[EXERCISE GOAL] Look through the data below. Show each line where the string "child" occurs.

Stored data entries
>>>>

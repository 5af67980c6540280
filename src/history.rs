use std::collections::VecDeque;

pub const DEFAULT_MAX_HISTORY: usize = 50;

/// Linear snapshot history with a cursor.
///
/// Always holds at least one snapshot; the cursor points at the current one.
/// Recording after an undo discards everything past the cursor, and the
/// oldest snapshots are evicted once `capacity` is exceeded.
#[derive(Debug, Clone)]
pub struct History<T: Clone> {
    snapshots: VecDeque<T>,
    cursor: usize,
    capacity: usize,
}

impl<T: Clone> History<T> {
    pub fn new(initial: T, capacity: usize) -> Self {
        let mut snapshots = VecDeque::new();
        snapshots.push_back(initial);
        Self {
            snapshots,
            cursor: 0,
            capacity: capacity.max(1),
        }
    }

    pub fn record(&mut self, snapshot: T) {
        self.snapshots.truncate(self.cursor + 1);
        self.snapshots.push_back(snapshot);
        self.cursor += 1;
        while self.snapshots.len() > self.capacity {
            self.snapshots.pop_front();
            self.cursor -= 1;
        }
    }

    /// Steps back and returns the snapshot that is now current.
    pub fn undo(&mut self) -> Option<&T> {
        if !self.can_undo() {
            return None;
        }
        self.cursor -= 1;
        self.snapshots.get(self.cursor)
    }

    pub fn redo(&mut self) -> Option<&T> {
        if !self.can_redo() {
            return None;
        }
        self.cursor += 1;
        self.snapshots.get(self.cursor)
    }

    pub fn can_undo(&self) -> bool {
        self.cursor > 0
    }

    pub fn can_redo(&self) -> bool {
        self.cursor + 1 < self.snapshots.len()
    }

    /// Drops all history and starts over from `snapshot`.
    pub fn reset(&mut self, snapshot: T) {
        self.snapshots.clear();
        self.snapshots.push_back(snapshot);
        self.cursor = 0;
    }

    pub fn len(&self) -> usize {
        self.snapshots.len()
    }

    pub fn is_empty(&self) -> bool {
        self.snapshots.is_empty()
    }

    pub fn cursor(&self) -> usize {
        self.cursor
    }

    pub fn capacity(&self) -> usize {
        self.capacity
    }
}
use crate::concurrency::shutdown_flag;
use crate::env::{env_file_map, EnvironmentMap};
use crate::RuntimeError;
use std::io::Read;
use std::path::{Path, PathBuf};
use std::process::{Command, Stdio};
use std::sync::atomic::{AtomicBool, Ordering};
use std::time::Duration;

/// Evaluates env-file content and reports the resulting variables as
/// `KEY=VALUE` strings.
pub trait EnvEvaluator {
    fn evaluate(&self, content: &str) -> Result<Vec<String>, RuntimeError>;
}

/// Runs env-file content through a POSIX shell with an empty environment and
/// every assignment exported.
pub struct ShellEvaluator {
    shell: PathBuf,
    cancel: &'static AtomicBool,
    poll_interval: Duration,
}

impl Default for ShellEvaluator {
    fn default() -> Self {
        Self::new("/bin/sh")
    }
}

impl ShellEvaluator {
    pub fn new(shell: impl Into<PathBuf>) -> Self {
        Self {
            shell: shell.into(),
            cancel: shutdown_flag(),
            poll_interval: Duration::from_millis(20),
        }
    }

    /// Poll `flag` instead of the process-wide shutdown flag.
    pub fn with_cancel_flag(mut self, flag: &'static AtomicBool) -> Self {
        self.cancel = flag;
        self
    }
}

// Shell bookkeeping variables that never come from the file itself.
const SHELL_NOISE: [&str; 3] = ["SHLVL", "_", "OLDPWD"];

impl EnvEvaluator for ShellEvaluator {
    fn evaluate(&self, content: &str) -> Result<Vec<String>, RuntimeError> {
        if self.cancel.load(Ordering::SeqCst) {
            return Err(RuntimeError::Cancelled);
        }

        // `command -p` finds env on the default path, whatever PATH the file set.
        let script = format!("set -a\n{content}\nset +a\ncommand -p env -0\n");
        let mut child = Command::new(&self.shell)
            .arg("-c")
            .arg(script)
            .env_clear()
            .stdin(Stdio::null())
            .stdout(Stdio::piped())
            .stderr(Stdio::piped())
            .spawn()
            .map_err(|e| {
                RuntimeError::ShellEval(format!("failed to start {}: {e}", self.shell.display()))
            })?;

        let mut stdout = child
            .stdout
            .take()
            .ok_or_else(|| RuntimeError::ShellEval("shell stdout unavailable".to_owned()))?;
        let mut stderr = child
            .stderr
            .take()
            .ok_or_else(|| RuntimeError::ShellEval("shell stderr unavailable".to_owned()))?;
        let out_reader = std::thread::spawn(move || {
            let mut buf = Vec::new();
            let _ = stdout.read_to_end(&mut buf);
            buf
        });
        let err_reader = std::thread::spawn(move || {
            let mut buf = String::new();
            let _ = stderr.read_to_string(&mut buf);
            buf
        });

        let status = loop {
            if let Some(status) = child.try_wait()? {
                break status;
            }
            if self.cancel.load(Ordering::SeqCst) {
                let _ = child.kill();
                let _ = child.wait();
                tracing::debug!("environment file evaluation cancelled");
                return Err(RuntimeError::Cancelled);
            }
            std::thread::sleep(self.poll_interval);
        };

        let out = out_reader.join().unwrap_or_default();
        let err = err_reader.join().unwrap_or_default();

        if !status.success() {
            let reason = err.trim();
            return Err(RuntimeError::ShellEval(if reason.is_empty() {
                format!("shell exited with {status}")
            } else {
                reason.to_owned()
            }));
        }

        Ok(String::from_utf8_lossy(&out)
            .split('\0')
            .filter(|entry| match entry.split_once('=') {
                Some((k, _)) => !k.is_empty() && !SHELL_NOISE.contains(&k),
                None => false,
            })
            .map(str::to_owned)
            .collect())
    }
}

/// Read and evaluate an env-file, returning the variables allowed into the
/// container.
pub fn env_file_vars(
    path: &Path,
    evaluator: &dyn EnvEvaluator,
) -> Result<EnvironmentMap, RuntimeError> {
    let content = std::fs::read_to_string(path).map_err(|e| RuntimeError::EnvFileRead {
        path: path.to_path_buf(),
        source: e,
    })?;
    let lines = evaluator.evaluate(&content).map_err(|e| match e {
        RuntimeError::Cancelled => RuntimeError::Cancelled,
        other => RuntimeError::EnvFileEval {
            path: path.to_path_buf(),
            reason: other.to_string(),
        },
    })?;
    Ok(env_file_map(&lines))
}

#[cfg(test)]
mod tests {
    use super::*;

    struct Fixed(Vec<String>);

    impl EnvEvaluator for Fixed {
        fn evaluate(&self, _content: &str) -> Result<Vec<String>, RuntimeError> {
            Ok(self.0.clone())
        }
    }

    #[test]
    fn shell_evaluates_assignments() {
        let vars = ShellEvaluator::default()
            .evaluate("FOO=bar\nBAZ=\"two words\"\nQUX=$FOO-x")
            .unwrap();
        assert!(vars.contains(&"FOO=bar".to_owned()));
        assert!(vars.contains(&"BAZ=two words".to_owned()));
        assert!(vars.contains(&"QUX=bar-x".to_owned()));
        assert!(!vars.iter().any(|v| v.starts_with("SHLVL=") || v.starts_with("_=")));
    }

    #[test]
    fn file_can_set_path() {
        let vars = ShellEvaluator::default()
            .evaluate("PATH=/opt/tools/bin\nFOO=1")
            .unwrap();
        assert!(vars.contains(&"PATH=/opt/tools/bin".to_owned()));
        assert!(vars.contains(&"FOO=1".to_owned()));
    }

    #[test]
    fn shell_does_not_leak_host_environment() {
        let vars = ShellEvaluator::default().evaluate("A=1").unwrap();
        assert!(vars.contains(&"A=1".to_owned()));
        assert!(!vars.iter().any(|v| v.starts_with("CARGO_MANIFEST_DIR=")));
    }

    #[test]
    fn shell_syntax_error_fails() {
        let err = ShellEvaluator::default().evaluate("if then fi (").unwrap_err();
        assert!(matches!(err, RuntimeError::ShellEval(_)));
    }

    #[test]
    fn cancelled_before_start() {
        static CANCELLED: AtomicBool = AtomicBool::new(true);
        let err = ShellEvaluator::default()
            .with_cancel_flag(&CANCELLED)
            .evaluate("A=1")
            .unwrap_err();
        assert!(matches!(err, RuntimeError::Cancelled));
    }

    #[test]
    fn cancelled_while_running() {
        static CANCEL: AtomicBool = AtomicBool::new(false);
        let handle = std::thread::spawn(|| {
            std::thread::sleep(Duration::from_millis(100));
            CANCEL.store(true, Ordering::SeqCst);
        });
        let err = ShellEvaluator::default()
            .with_cancel_flag(&CANCEL)
            .evaluate("sleep 30")
            .unwrap_err();
        handle.join().unwrap();
        assert!(matches!(err, RuntimeError::Cancelled));
    }

    #[test]
    fn env_file_vars_applies_blocklist() {
        let dir = tempfile::tempdir().unwrap();
        let path = dir.path().join("env");
        std::fs::write(&path, "ignored by the fixed evaluator").unwrap();
        let eval = Fixed(vec!["HOME=/x".to_owned(), "KEEP=yes".to_owned()]);
        let env = env_file_vars(&path, &eval).unwrap();
        assert_eq!(env.get("KEEP"), Some("yes"));
        assert_eq!(env.get("HOME"), None);
    }

    #[test]
    fn missing_env_file_is_read_error() {
        let dir = tempfile::tempdir().unwrap();
        let err = env_file_vars(&dir.path().join("nope"), &Fixed(Vec::new())).unwrap_err();
        assert!(matches!(err, RuntimeError::EnvFileRead { .. }));
    }

    #[test]
    fn evaluation_error_names_the_file() {
        let dir = tempfile::tempdir().unwrap();
        let path = dir.path().join("broken.env");
        std::fs::write(&path, "if then (").unwrap();
        let err = env_file_vars(&path, &ShellEvaluator::default()).unwrap_err();
        assert!(matches!(err, RuntimeError::EnvFileEval { .. }));
        assert!(err.to_string().contains("broken.env"));
    }
}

<<<<

[TASK SOLUTION]
        let mut child = Command::new(&self.shell)
        let mut stdout = child
        let mut stderr = child
            if let Some(status) = child.try_wait()? {
                let _ = child.kill();
                let _ = child.wait();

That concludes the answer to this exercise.